| dc.description.abstract |
Over the years, people around the world have been exposed to mental illnesses or mental
health problems. Researchers and experts have used a variety of techniques and tests to
identify the brain state, measure mental stress, and detect it. This study utilized supervised
machine learning techniques applied to EEG features to classify mental states specifically
stress, meditation, and cognitive tasks among university students. The study compared
electroencephalogram (EEG) recordings of 15 meditation-naive individuals (6 males and 9
females; mean age 23.13 years) of the University of Sri Jayewardenepura, recorded during
five phases: baseline, arithmetic, meditation, post-meditation, and relaxation.

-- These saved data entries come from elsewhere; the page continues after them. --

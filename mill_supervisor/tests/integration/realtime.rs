//! Integration test: realtime executor inside a reset iteration.

use mill_common::supervisor::config::BootPolicy;
use mill_common::supervisor::flags::{AccessoryOverride, AlarmFlags, ExecState, MotionOverride};
use mill_common::supervisor::state::{AlarmCause, OperatingState, ProbeState};

use mill_supervisor::foreground::{ForegroundContext, Flow, SpindleStopAction, execute_realtime};
use mill_supervisor::sequencer::ResetSequencer;
use mill_supervisor::shared::SharedState;

use super::common::{FnForeground, RecHardware, Rig};

const LOCKED: BootPolicy = BootPolicy {
    force_alarm_on_boot: false,
    lock_until_homed: true,
};

/// Poll until abort, as a real run loop would.
fn poll_until_abort(ctx: &mut ForegroundContext<'_>) {
    while execute_realtime(ctx) == Flow::Continue {}
}

#[test]
fn locked_boot_rejects_cycle_start_until_homed() {
    let shared = SharedState::new();
    let mut hw = RecHardware::new(&shared, true);
    let mut seq = ResetSequencer::initialize(&shared, &mut hw, LOCKED);
    let mut rig = Rig::new();

    let mut fg = FnForeground(|ctx: &mut ForegroundContext<'_>| {
        assert_eq!(ctx.state(), OperatingState::Alarm);
        assert!(!ctx.state().allows_motion());

        ctx.signals().set_exec_state(ExecState::CYCLE_START);
        execute_realtime(ctx);
        assert_eq!(ctx.state(), OperatingState::Alarm);

        assert!(ctx.homing_complete());
        ctx.signals().set_exec_state(ExecState::CYCLE_START);
        execute_realtime(ctx);
        assert_eq!(ctx.state(), OperatingState::Cycle);

        ctx.signals().set_exec_state(ExecState::CYCLE_STOP);
        execute_realtime(ctx);
        ctx.signals().set_exec_state(ExecState::RESET);
        poll_until_abort(ctx);
        assert!(ctx.abort_requested());
    });
    seq.run_iteration(&mut rig.collaborators(), &mut fg);

    assert_eq!(seq.system().state(), OperatingState::Idle);
    assert!(rig.reporter.alarms.is_empty());
}

#[test]
fn reset_during_cycle_latches_alarm_across_iteration() {
    let shared = SharedState::new();
    let mut hw = RecHardware::new(&shared, false);
    let mut seq = ResetSequencer::initialize(
        &shared,
        &mut hw,
        BootPolicy {
            force_alarm_on_boot: false,
            lock_until_homed: false,
        },
    );
    let mut rig = Rig::new();
    let stepper = shared.claim_stepper().unwrap();

    let mut fg = FnForeground(|ctx: &mut ForegroundContext<'_>| {
        ctx.signals().set_exec_state(ExecState::CYCLE_START);
        execute_realtime(ctx);
        stepper.step_pulse(&[1, 1, 0]);
        stepper.interrupt_port().set_exec_state(ExecState::RESET);
        poll_until_abort(ctx);
    });
    seq.run_iteration(&mut rig.collaborators(), &mut fg);
    assert_eq!(rig.reporter.alarms, vec![AlarmCause::AbortCycle]);

    let mut unlock = FnForeground(|ctx: &mut ForegroundContext<'_>| {
        assert_eq!(ctx.state(), OperatingState::Alarm);
        assert_eq!(ctx.machine_position(), [1, 1, 0]);
        assert!(ctx.unlock());
    });
    seq.run_iteration(&mut rig.collaborators(), &mut unlock);
    assert_eq!(seq.system().state(), OperatingState::Idle);
}

#[test]
fn overrides_apply_then_reset_to_default() {
    let shared = SharedState::new();
    let mut hw = RecHardware::new(&shared, false);
    let mut seq = ResetSequencer::initialize(&shared, &mut hw, BootPolicy::compiled());
    let mut rig = Rig::new();

    let mut fg = FnForeground(|ctx: &mut ForegroundContext<'_>| {
        for _ in 0..15 {
            ctx.signals().request_motion_override(MotionOverride::FEED_COARSE_PLUS);
            execute_realtime(ctx);
        }
        assert_eq!(ctx.system().overrides.feed, 200);

        ctx.signals().set_exec_state(ExecState::STATUS_REPORT);
        execute_realtime(ctx);
        assert_eq!(ctx.status_requests(), 1);
    });
    seq.run_iteration(&mut rig.collaborators(), &mut fg);

    assert_eq!(rig.reporter.statuses.len(), 1);
    assert_eq!(rig.reporter.statuses[0].overrides.feed, 200);
    assert_eq!(seq.system().overrides.feed, 200);

    seq.prepare_iteration(&mut rig.collaborators());
    assert_eq!(seq.system().overrides.feed, 100);
}

#[test]
fn probe_failure_alarm_reaches_next_poll() {
    let shared = SharedState::new();
    let mut hw = RecHardware::new(&shared, false);
    let mut seq = ResetSequencer::initialize(&shared, &mut hw, BootPolicy::compiled());
    let mut rig = Rig::new();

    let mut fg = FnForeground(|ctx: &mut ForegroundContext<'_>| {
        ctx.set_operating_state(OperatingState::Cycle);
        assert!(ctx.arm_probe());
        assert_eq!(ctx.finish_probe(), None);
        assert_eq!(ctx.shared().bus.alarm.peek(), AlarmFlags::PROBE_FAIL_CONTACT);
        execute_realtime(ctx);
        assert_eq!(ctx.last_alarm(), Some(AlarmCause::ProbeFailContact));
    });
    seq.run_iteration(&mut rig.collaborators(), &mut fg);

    assert_eq!(seq.system().state(), OperatingState::Alarm);
}

const UNLOCKED: BootPolicy = BootPolicy {
    force_alarm_on_boot: false,
    lock_until_homed: false,
};

#[test]
fn sleep_then_reset_enters_alarm_and_unlocks() {
    let shared = SharedState::new();
    let mut hw = RecHardware::new(&shared, false);
    let mut seq = ResetSequencer::initialize(&shared, &mut hw, UNLOCKED);
    let mut rig = Rig::new();

    let mut sleep = FnForeground(|ctx: &mut ForegroundContext<'_>| {
        assert_eq!(ctx.enter_run_loop(false), OperatingState::Idle);
        ctx.signals().set_exec_state(ExecState::SLEEP);
        execute_realtime(ctx);
        assert_eq!(ctx.state(), OperatingState::Sleep);
        ctx.signals().set_exec_state(ExecState::RESET);
        poll_until_abort(ctx);
    });
    seq.run_iteration(&mut rig.collaborators(), &mut sleep);
    assert_eq!(seq.system().state(), OperatingState::Sleep);

    let mut wake = FnForeground(|ctx: &mut ForegroundContext<'_>| {
        assert_eq!(ctx.enter_run_loop(false), OperatingState::Alarm);
        ctx.signals().set_exec_state(ExecState::CYCLE_START);
        execute_realtime(ctx);
        assert_eq!(ctx.state(), OperatingState::Alarm);
        assert!(ctx.unlock());
    });
    seq.run_iteration(&mut rig.collaborators(), &mut wake);
    assert_eq!(seq.system().state(), OperatingState::Idle);
}

#[test]
fn reset_during_hold_drops_the_held_program() {
    let shared = SharedState::new();
    let mut hw = RecHardware::new(&shared, false);
    let mut seq = ResetSequencer::initialize(&shared, &mut hw, UNLOCKED);
    let mut rig = Rig::new();

    let mut hold = FnForeground(|ctx: &mut ForegroundContext<'_>| {
        ctx.enter_run_loop(false);
        ctx.signals().set_exec_state(ExecState::CYCLE_START);
        execute_realtime(ctx);
        ctx.signals().set_exec_state(ExecState::FEED_HOLD);
        execute_realtime(ctx);
        assert_eq!(ctx.state(), OperatingState::Hold);
        ctx.signals().set_exec_state(ExecState::RESET);
        poll_until_abort(ctx);
    });
    seq.run_iteration(&mut rig.collaborators(), &mut hold);
    assert_eq!(seq.system().state(), OperatingState::Hold);
    assert!(rig.reporter.alarms.is_empty());

    let mut next = FnForeground(|ctx: &mut ForegroundContext<'_>| {
        assert_eq!(ctx.enter_run_loop(false), OperatingState::Idle);
        ctx.signals().set_exec_state(ExecState::CYCLE_STOP);
        execute_realtime(ctx);
        assert_eq!(ctx.state(), OperatingState::Idle);
    });
    seq.run_iteration(&mut rig.collaborators(), &mut next);
    assert_eq!(seq.system().state(), OperatingState::Idle);
}

#[test]
fn door_left_open_across_reset_keeps_machine_parked() {
    let shared = SharedState::new();
    let mut hw = RecHardware::new(&shared, false);
    let mut seq = ResetSequencer::initialize(&shared, &mut hw, UNLOCKED);
    let mut rig = Rig::new();

    let mut open = FnForeground(|ctx: &mut ForegroundContext<'_>| {
        ctx.enter_run_loop(false);
        ctx.signals().set_exec_state(ExecState::SAFETY_DOOR);
        execute_realtime(ctx);
        ctx.signals().set_exec_state(ExecState::RESET);
        poll_until_abort(ctx);
    });
    seq.run_iteration(&mut rig.collaborators(), &mut open);
    assert_eq!(seq.system().state(), OperatingState::SafetyDoor);

    let mut reopen = FnForeground(|ctx: &mut ForegroundContext<'_>| {
        assert_eq!(ctx.enter_run_loop(true), OperatingState::Idle);
        execute_realtime(ctx);
        assert_eq!(ctx.state(), OperatingState::SafetyDoor);

        ctx.door_closed();
        ctx.signals().set_exec_state(ExecState::CYCLE_START);
        execute_realtime(ctx);
        assert_eq!(ctx.state(), OperatingState::Idle);
    });
    seq.run_iteration(&mut rig.collaborators(), &mut reopen);
    assert_eq!(seq.system().state(), OperatingState::Idle);
}

#[test]
fn spindle_stop_override_resumes_after_restore() {
    let shared = SharedState::new();
    let mut hw = RecHardware::new(&shared, false);
    let mut seq = ResetSequencer::initialize(&shared, &mut hw, UNLOCKED);
    let mut rig = Rig::new();

    let mut fg = FnForeground(|ctx: &mut ForegroundContext<'_>| {
        ctx.enter_run_loop(false);
        ctx.signals().set_exec_state(ExecState::CYCLE_START);
        execute_realtime(ctx);
        ctx.signals().set_exec_state(ExecState::FEED_HOLD);
        execute_realtime(ctx);

        let mut actions = Vec::new();
        ctx.signals().request_accessory_override(AccessoryOverride::SPINDLE_STOP);
        execute_realtime(ctx);
        actions.extend(ctx.service_spindle_stop());

        ctx.signals().set_exec_state(ExecState::CYCLE_START);
        execute_realtime(ctx);
        assert_eq!(ctx.state(), OperatingState::Hold);
        actions.extend(ctx.service_spindle_stop());

        execute_realtime(ctx);
        assert_eq!(ctx.state(), OperatingState::Cycle);
        assert_eq!(actions, vec![SpindleStopAction::Stop, SpindleStopAction::Restore]);
    });
    seq.run_iteration(&mut rig.collaborators(), &mut fg);
    assert_eq!(seq.system().state(), OperatingState::Cycle);
}

#[test]
fn contact_during_probing_cycle_is_collected() {
    let shared = SharedState::new();
    let mut hw = RecHardware::new(&shared, false);
    let mut seq = ResetSequencer::initialize(&shared, &mut hw, UNLOCKED);
    let mut rig = Rig::new();
    let stepper = shared.claim_stepper().unwrap();

    let mut fg = FnForeground(|ctx: &mut ForegroundContext<'_>| {
        ctx.enter_run_loop(false);
        ctx.signals().set_exec_state(ExecState::CYCLE_START);
        execute_realtime(ctx);
        assert!(ctx.arm_probe());

        stepper.step_pulse(&[0, 0, -3]);
        assert!(stepper.probe_sample(true));
        assert_eq!(ctx.finish_probe(), Some([0, 0, -3]));
        assert_eq!(ctx.shared().probe.state(), ProbeState::Inactive);

        execute_realtime(ctx);
        assert_eq!(ctx.state(), OperatingState::Idle);
        assert_eq!(ctx.last_alarm(), None);
        assert!(ctx.system().probe_succeeded);
        assert!(ctx.arm_probe());
    });
    seq.run_iteration(&mut rig.collaborators(), &mut fg);
    assert_eq!(shared.probe.state(), ProbeState::Armed);
}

EEG data were
collected by OpenBCI Cyton Biosensing Board with eight Ag-AgCl dry electrodes (Fp1,
Fpz, Fp2, P7, P8, T7, T8, Oz) according to the 10-20 system, sampled at 250 Hz with
impedance maintained below 5 kΩ. Recordings were pre-processed with 0.5-30 Hz band-
pass and 50 Hz notch filter, and artefacts were removed by Independent Component Analysis
(ICA). The filtered signals were divided into 2-second epochs, and the Power Spectral
Density (PSD) features were extracted using Welch's method in Delta (0.5-4 Hz), Theta (4-
8 Hz), Alpha (8-12 Hz), and Beta (12-30 Hz) bands. The primary objective of this research
was to develop a unified supervised learning framework capable of classifying the above
stages with the best accuracy. The secondary goal was a comparative benchmark of various
supervised classifiers: Logistic Regression (LR), Random Forest (RF), SVM-Linear, SVM-
Radial, and XGBoost, to identify the most informative frequency bands and cortical regions.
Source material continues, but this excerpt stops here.